--- START ---
//! Deterministic conflict classification and resolution.

use chrono::Utc;
use serde_json::{Map, Value};
use uuid::Uuid;

use super::model::{
    ConflictKind, ConflictPolicy, ConflictSubject, EntitySnapshot, Resolution, SyncConflict,
};

/// Applies a [`ConflictPolicy`] to detected conflicts.
///
/// For identical inputs and policy, `decide` always returns the same
/// resolution.
#[derive(Debug, Clone, Copy, Default)]
pub struct ConflictResolver {
    policy: ConflictPolicy,
}

impl ConflictResolver {
    #[must_use]
    pub const fn new(policy: ConflictPolicy) -> Self {
        Self { policy }
    }

    #[must_use]
    pub const fn policy(&self) -> ConflictPolicy {
        self.policy
    }

    /// Classify how `local` and `remote` diverge.
    #[must_use]
    pub fn classify(local: &EntitySnapshot, remote: &EntitySnapshot) -> ConflictKind {
        if local.deleted != remote.deleted {
            return ConflictKind::DeleteVsUpdate;
        }

        if let (Some(ours), Some(theirs)) = (&local.changed_fields, &remote.changed_fields) {
            if !ours.is_empty()
                && !theirs.is_empty()
                && ours.iter().all(|field| !theirs.contains(field))
            {
                return ConflictKind::BothChangedDifferentFields;
            }
        }

        // Ties go to the system of record
        match (local.modified_at, remote.modified_at) {
            (Some(ours), Some(theirs)) if ours > theirs => ConflictKind::LocalNewer,
            (Some(_), None) => ConflictKind::LocalNewer,
            _ => ConflictKind::RemoteNewer,
        }
    }

    /// Pick a resolution for a classified conflict.
    #[must_use]
    pub fn decide(
        &self,
        kind: ConflictKind,
        local: &EntitySnapshot,
        remote: &EntitySnapshot,
    ) -> Resolution {
        match self.policy {
            ConflictPolicy::ServerWins => Resolution::KeepRemote,
            ConflictPolicy::ClientWins => Resolution::KeepLocal,
            ConflictPolicy::Manual => Resolution::Manual,
            ConflictPolicy::LatestWrite => match kind {
                ConflictKind::LocalNewer => Resolution::KeepLocal,
                ConflictKind::RemoteNewer => Resolution::KeepRemote,
                ConflictKind::BothChangedDifferentFields => {
                    merge(local, remote).map_or(Resolution::Manual, Resolution::Merge)
                }
                ConflictKind::DeleteVsUpdate => Resolution::Manual,
            },
            ConflictPolicy::Merge => match kind {
                ConflictKind::DeleteVsUpdate => Resolution::Manual,
                _ => merge(local, remote).map_or(Resolution::Manual, Resolution::Merge),
            },
        }
    }

    /// Classify, decide, and stamp a conflict record.
    #[must_use]
    pub fn resolve(
        &self,
        subject: ConflictSubject,
        local: EntitySnapshot,
        remote: EntitySnapshot,
    ) -> SyncConflict {
        let kind = Self::classify(&local, &remote);
        let resolution = self.decide(kind, &local, &remote);
        let now = Utc::now();

        tracing::info!(
            entity = %subject.entity,
            local_ref = %subject.local_ref,
            ?kind,
            decision = resolution.label(),
            "conflict resolved"
        );

        SyncConflict {
            id: Uuid::now_v7(),
            subject,
            local,
            remote,
            kind,
            policy: self.policy,
            resolution,
            detected_at: now,
            resolved_at: now,
        }
    }
}

/// Overlay the local edit onto the remote record.
///
/// Only the fields the local write changed are copied when those are known;
/// otherwise every local field wins. Returns `None` unless both sides are
/// JSON objects.
fn merge(local: &EntitySnapshot, remote: &EntitySnapshot) -> Option<Value> {
    let (Value::Object(ours), Value::Object(theirs)) = (&local.data, &remote.data) else {
        return None;
    };

    let mut merged: Map<String, Value> = theirs.clone();
    match &local.changed_fields {
        Some(fields) => {
            for field in fields {
                if let Some(value) = ours.get(field) {
                    merged.insert(field.clone(), value.clone());
                }
            }
        }
        None => {
            for (field, value) in ours {
                merged.insert(field.clone(), value.clone());
            }
        }
    }
    Some(Value::Object(merged))
}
--- END ---
WORK TO BE COMPLETED: Lines containing the string "BothChangedDifferentFields" are the ones to copy from the entries above.

RESPONSE TO THE TASK:
                return ConflictKind::BothChangedDifferentFields;
                ConflictKind::BothChangedDifferentFields => {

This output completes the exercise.